On the flip side, if you continue to allow your family to walk all over you and you allow them to treat you and your girl disrespectfully, you might lose your girl. And she would be the one in the right. She doesn’t deserve the shit she experiences and if you do nothing about it she will leave you.

Good luck. Thousands and thousands of people have been in your shoes. Sometimes things work out. Sometimes they don’t. Just decide what kind of life you want and work at getting it.

ragingloli's avatar

Tell them to change their behaviour, or you disown them.

newyorkgirl12's avatar

Thank you all for your input, each of you have some good points. It is all very sad, especially since I have supported each of my siblings in their life. I’ve thrown bridal showers, weddings, baby showers, Christenings, 1st birthdays, and house warming parties. It is a shame that they do not support me right back. I always say I wish I had a sibling like me!

One more thing that I would like to share, my girlfriend has been nothing but kind and generous to each of them from the beginning and she and I have been more than generous to each of their young kids “our nieces and nephews” along the way. My girl is a great person and anyone that calls her friend has a friend that will always be there but she doesn’t take any to keep it clean baloney from anyone and certainly not theirs !!

KNOWITALL's avatar

You choose your mate not your family, if she’s not welcomed & treated well, it’s a dealbreaker. Sorry they’re not nicer.

janbb's avatar

My humble suggestion is that you sit down either with each of your sibs alone or en masse but without your girl there and lay the terms of service out for them. If they don’t change their behavior, they won’t see either of you as much or get your sisterly goodies.

Hypocrisy_Central's avatar

If you feel this union of yours is a forever deal, then distancing yourself from your family may be inevitable. Your family is your family forever, so you have to think if way in the future your chosen mate will be there as your family ought.

Adirondackwannabe's avatar

Some good answers here. If I bring the love of my life to my family, and they dis her, I might give them one chance to explain their thoughts, one on one with me. After that, if they kept it up and dis her, fuck them. I’m picking the person I want to live the rest of my life with. They had their chance to accept my choices. If they can’t accept that, they’re telling me they don’t accept me. Screw em.

zenvelo's avatar

Your family is not only disrespecting your girlfriend, they are disrespecting you!
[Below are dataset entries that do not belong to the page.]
//! The Responder trait definition.

use async_trait::async_trait;

use crate::context::ConversationContext;
use crate::error::ResponderError;
use crate::event::InboundEvent;

/// Result of asking one tier for a reply.
///
/// A tier either produces text or passes; "could not answer" is a normal
/// outcome, not an error, so the fallthrough chain stays explicit and
/// exhaustively handled.
#[derive(Debug, Clone, PartialEq, Eq)]
pub enum ResponderOutcome {
    /// The tier produced a reply.
    Responded {
        /// Reply text for the customer.
        text: String,
    },
    /// The tier has nothing to say; the chain moves on.
    NoAnswer,
}

impl ResponderOutcome {
    /// Construct a `Responded` outcome.
    pub fn responded(text: impl Into<String>) -> Self {
        Self::Responded { text: text.into() }
    }

    /// Whether this outcome carries a reply.
    pub fn is_answer(&self) -> bool {
        matches!(self, Self::Responded { .. })
    }
}

/// A trait for responder tiers that may answer a customer message.
///
/// Implementations range from pure keyword bots to HTTP-backed LLM
/// services. The trait is object-safe and used with `Arc<dyn Responder>`
/// inside the ordered chain.
#[async_trait]
pub trait Responder: Send + Sync {
    /// Attempt to answer the message given the customer's context.
    ///
    /// Returning `Ok(NoAnswer)` or `Err(_)` both mean "next tier, please";
    /// only `Ok(Responded { .. })` stops the chain.
    async fn try_respond(
        &self,
        event: &InboundEvent,
        context: &ConversationContext,
    ) -> Result<ResponderOutcome, ResponderError>;

    /// Stable tier name recorded on messages and interactions
    /// (e.g. "llm", "secondary-llm", "nlu", "fallback").
    fn tier(&self) -> &str;

    /// Check if the tier is ready to answer.
    ///
    /// Default implementation always returns true.
    async fn is_ready(&self) -> bool {
        true
    }
}
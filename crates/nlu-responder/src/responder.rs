//! NluResponder implementation.

use std::env;

use async_trait::async_trait;
use reqwest::Client;
use serde::{Deserialize, Serialize};
use tracing::debug;

use responder_core::{
    implies_handoff, ConversationContext, InboundEvent, Responder, ResponderError,
    ResponderOutcome,
};

/// Configuration for [`NluResponder`].
#[derive(Debug, Clone)]
pub struct NluConfig {
    /// Full webhook URL of the NLU service.
    pub webhook_url: String,
}

impl Default for NluConfig {
    fn default() -> Self {
        Self {
            webhook_url: "http://localhost:5005/webhooks/rest/webhook".to_string(),
        }
    }
}

impl NluConfig {
    /// Create configuration from environment variables.
    ///
    /// | Variable | Description | Default |
    /// |----------|-------------|---------|
    /// | `NLU_URL` | NLU webhook URL | `http://localhost:5005/webhooks/rest/webhook` |
    pub fn from_env() -> Self {
        Self {
            webhook_url: env::var("NLU_URL")
                .unwrap_or_else(|_| "http://localhost:5005/webhooks/rest/webhook".to_string()),
        }
    }
}

#[derive(Debug, Serialize)]
struct NluRequest<'a> {
    sender: &'a str,
    message: &'a str,
}

#[derive(Debug, Deserialize)]
struct NluReply {
    #[serde(default)]
    text: Option<String>,
}

/// NLU responder tier over a Rasa-style REST webhook.
pub struct NluResponder {
    client: Client,
    config: NluConfig,
}

impl NluResponder {
    /// Create a new responder with the given configuration.
    pub fn new(config: NluConfig) -> Result<Self, ResponderError> {
        let client = Client::builder().build().map_err(|e| {
            ResponderError::Configuration(format!("failed to create HTTP client: {e}"))
        })?;
        Ok(Self { client, config })
    }

    /// Create a responder from environment variables.
    pub fn from_env() -> Result<Self, ResponderError> {
        Self::new(NluConfig::from_env())
    }
}

#[async_trait]
impl Responder for NluResponder {
    async fn try_respond(
        &self,
        event: &InboundEvent,
        _context: &ConversationContext,
    ) -> Result<ResponderOutcome, ResponderError> {
        let request = NluRequest {
            sender: &event.customer_key,
            message: &event.text,
        };

        let response = self
            .client
            .post(&self.config.webhook_url)
            .json(&request)
            .send()
            .await
            .map_err(|e| ResponderError::Transport(e.to_string()))?;

        if !response.status().is_success() {
            return Err(ResponderError::Transport(format!(
                "NLU webhook returned {}",
                response.status()
            )));
        }

        let replies: Vec<NluReply> = response
            .json()
            .await
            .map_err(|e| ResponderError::InvalidReply(e.to_string()))?;

        let text = replies
            .into_iter()
            .find_map(|r| r.text)
            .map(|t| t.trim().to_string())
            .unwrap_or_default();

        if text.is_empty() {
            debug!(customer = %event.customer_key, "NLU had no reply, passing");
            return Ok(ResponderOutcome::NoAnswer);
        }
        if implies_handoff(&text) {
            debug!(customer = %event.customer_key, "NLU reply implied a handoff, passing");
            return Ok(ResponderOutcome::NoAnswer);
        }

        Ok(ResponderOutcome::Responded { text })
    }

    fn tier(&self) -> &str {
        "nlu"
    }
}

#[cfg(test)]
mod tests {
    use super::*;

    #[test]
    fn default_config_points_at_local_rasa() {
        let config = NluConfig::default();
        assert_eq!(config.webhook_url, "http://localhost:5005/webhooks/rest/webhook");
    }

    #[test]
    fn reply_parsing_takes_first_text() {
        let replies: Vec<NluReply> =
            serde_json::from_str(r#"[{"text": "Nosso horário é 8h às 18h."}, {"text": "outro"}]"#)
                .unwrap();
        let text = replies.into_iter().find_map(|r| r.text).unwrap();
        assert_eq!(text, "Nosso horário é 8h às 18h.");
    }

    #[test]
    fn reply_parsing_tolerates_missing_text() {
        let replies: Vec<NluReply> = serde_json::from_str(r#"[{"image": "x.png"}]"#).unwrap();
        assert!(replies.into_iter().find_map(|r| r.text).is_none());
    }

    #[test]
    fn tier_name() {
        let responder = NluResponder::new(NluConfig::default()).unwrap();
        assert_eq!(responder.tier(), "nlu");
    }
}
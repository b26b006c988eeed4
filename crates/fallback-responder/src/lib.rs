//! Permanent fallback tier for the responder chain.
//!
//! This crate provides [`FallbackResponder`], a pure rule-based tier with no
//! external I/O. It terminates the chain: as long as it is installed, the
//! chain always returns something. Responses are selected by simple keyword
//! match (greeting, hours, pricing, contact) with a rotating default keyed by
//! the customer's turn count so repeated unresolved turns see varied phrasing.

mod responder;

pub use responder::FallbackResponder;

// Re-export core types for convenience
pub use responder_core::{Responder, ResponderError, ResponderOutcome};
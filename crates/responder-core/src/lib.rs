//! Core trait and types for responder tier implementations.
//!
//! This crate provides the shared interface for all responder tiers
//! in the Atende service desk. It defines:
//!
//! - [`Responder`] - The trait every responder tier implements
//! - [`ResponderOutcome`] - Sum type for tier results: an answer or a pass
//! - [`InboundEvent`] - The provider-neutral inbound customer message
//! - [`ConversationContext`] / [`ContextUpdate`] - Per-customer conversational
//!   state and its merge contract
//! - [`ResponderError`] - Error types for tier operations
//!
//! # Example
//!
//! ```rust
//! use responder_core::{
//!     ConversationContext, InboundEvent, Responder, ResponderError, ResponderOutcome,
//! };
//! use async_trait::async_trait;
//!
//! struct MyResponder;
//!
//! #[async_trait]
//! impl Responder for MyResponder {
//!     async fn try_respond(
//!         &self,
//!         event: &InboundEvent,
//!         _context: &ConversationContext,
//!     ) -> Result<ResponderOutcome, ResponderError> {
//!         Ok(ResponderOutcome::responded(format!("Olá, {}!", event.display_name)))
//!     }
//!
//!     fn tier(&self) -> &str {
//!         "my-tier"
//!     }
//! }
//! ```

mod context;
mod error;
mod event;
mod filter;
mod trait_def;

pub use context::{
    default_context_ttl, ContextUpdate, ConversationContext, ConversationStage,
    DEFAULT_CONTEXT_TTL_SECS,
};
pub use error::ResponderError;
pub use event::{InboundEvent, SourceProvider};
pub use filter::implies_handoff;
pub use trait_def::{Responder, ResponderOutcome};

// Re-export async_trait for convenience
pub use async_trait::async_trait;
//! Error types for engine operations.

use thiserror::Error;

/// Errors that can occur while coordinating a turn.
#[derive(Debug, Error)]
pub enum EngineError {
    /// Ledger/database failure.
    #[error("database error: {0}")]
    Database(#[from] database::DatabaseError),

    /// Message sending failed.
    #[error("send failed: {0}")]
    SendFailed(String),
}
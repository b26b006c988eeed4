//! Conversation stage detection from message content.

use responder_core::ConversationStage;

/// Classify the stage of a conversation from the latest customer message,
/// keeping the previous stage when nothing matches (first turn defaults to
/// `General`).
pub fn detect(text: &str, previous: ConversationStage) -> ConversationStage {
    let lowered = text.to_lowercase();

    if ["oi", "ola", "olá", "hello", "hi"].iter().any(|w| lowered.contains(w)) {
        ConversationStage::Greeting
    } else if ["preco", "preço", "valor", "quanto custa"]
        .iter()
        .any(|w| lowered.contains(w))
    {
        ConversationStage::PricingInquiry
    } else if ["problema", "erro", "bug"].iter().any(|w| lowered.contains(w)) {
        ConversationStage::SupportRequest
    } else if ["horario", "horário", "funcionamento"]
        .iter()
        .any(|w| lowered.contains(w))
    {
        ConversationStage::InfoRequest
    } else if ["obrigado", "obrigada", "valeu", "thanks"]
        .iter()
        .any(|w| lowered.contains(w))
    {
        ConversationStage::Closing
    } else if previous == ConversationStage::Greeting {
        ConversationStage::General
    } else {
        previous
    }
}

#[cfg(test)]
mod tests {
    use super::*;

    #[test]
    fn classifies_each_stage() {
        let prev = ConversationStage::Greeting;
        assert_eq!(detect("olá!", prev), ConversationStage::Greeting);
        assert_eq!(detect("quanto custa o plano?", prev), ConversationStage::PricingInquiry);
        assert_eq!(detect("deu erro aqui", prev), ConversationStage::SupportRequest);
        assert_eq!(detect("qual o horario?", prev), ConversationStage::InfoRequest);
        assert_eq!(detect("valeu!", prev), ConversationStage::Closing);
    }

    #[test]
    fn unmatched_text_keeps_previous_stage() {
        assert_eq!(
            detect("xyzzy", ConversationStage::PricingInquiry),
            ConversationStage::PricingInquiry
        );
    }

    #[test]
    fn unmatched_text_after_greeting_becomes_general() {
        assert_eq!(
            detect("xyzzy", ConversationStage::Greeting),
            ConversationStage::General
        );
    }
}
So they ought to be told “you can choose to support me as my family, or not support me. If you support me, you will quit acting this way; if you do not support me I am out of your life.”

The family is acting like a bunch of asshats, and they need to take responsibility for not accepting you as you are.

LornaLove's avatar

Great answers, I agree wholeheartedly with @zenvelo it is you that they are not respecting. That goes for your siblings too. Whether you are gay or straight, the same rules apply. Courteous behavior is expected, as opposed to childish rubber band behaviour. As for facebook, you don’t have control over what people post. Nor how they think and feel about you or anyone for that matter. Take it as a gift, a sign that really, these people are not the types you want to hang around with, block them. Stick around with people who inspire you, support your relationship and have manners.

rojo's avatar

Ya, I gotta go along with most of the above. Who your significant other is, or what sex they are is not the catalyst for the abuse. Even if you were straight and married to “hunk of the year” I think you would still catch crap. I think this has more to do with you than who you are with. Shut them down. You don’t deserve this kind of disrespect. God I hate that word, even if it is the only one that works but don’t dump them. Force them to learn some manners.

newyorkgirl12's avatar

Thank you all so much for the advice, it has REALLY BEEN VERY HELPFUL. I definately agree that at the end of the day, they are not showing me the same respect that I have showed to them and their relationships!! This is the core of the issue! Thanks again!

KNOWITALL's avatar

Frankly I think the fb posts show anti-LGBT sentiment. I live in homophobe central & no one does that.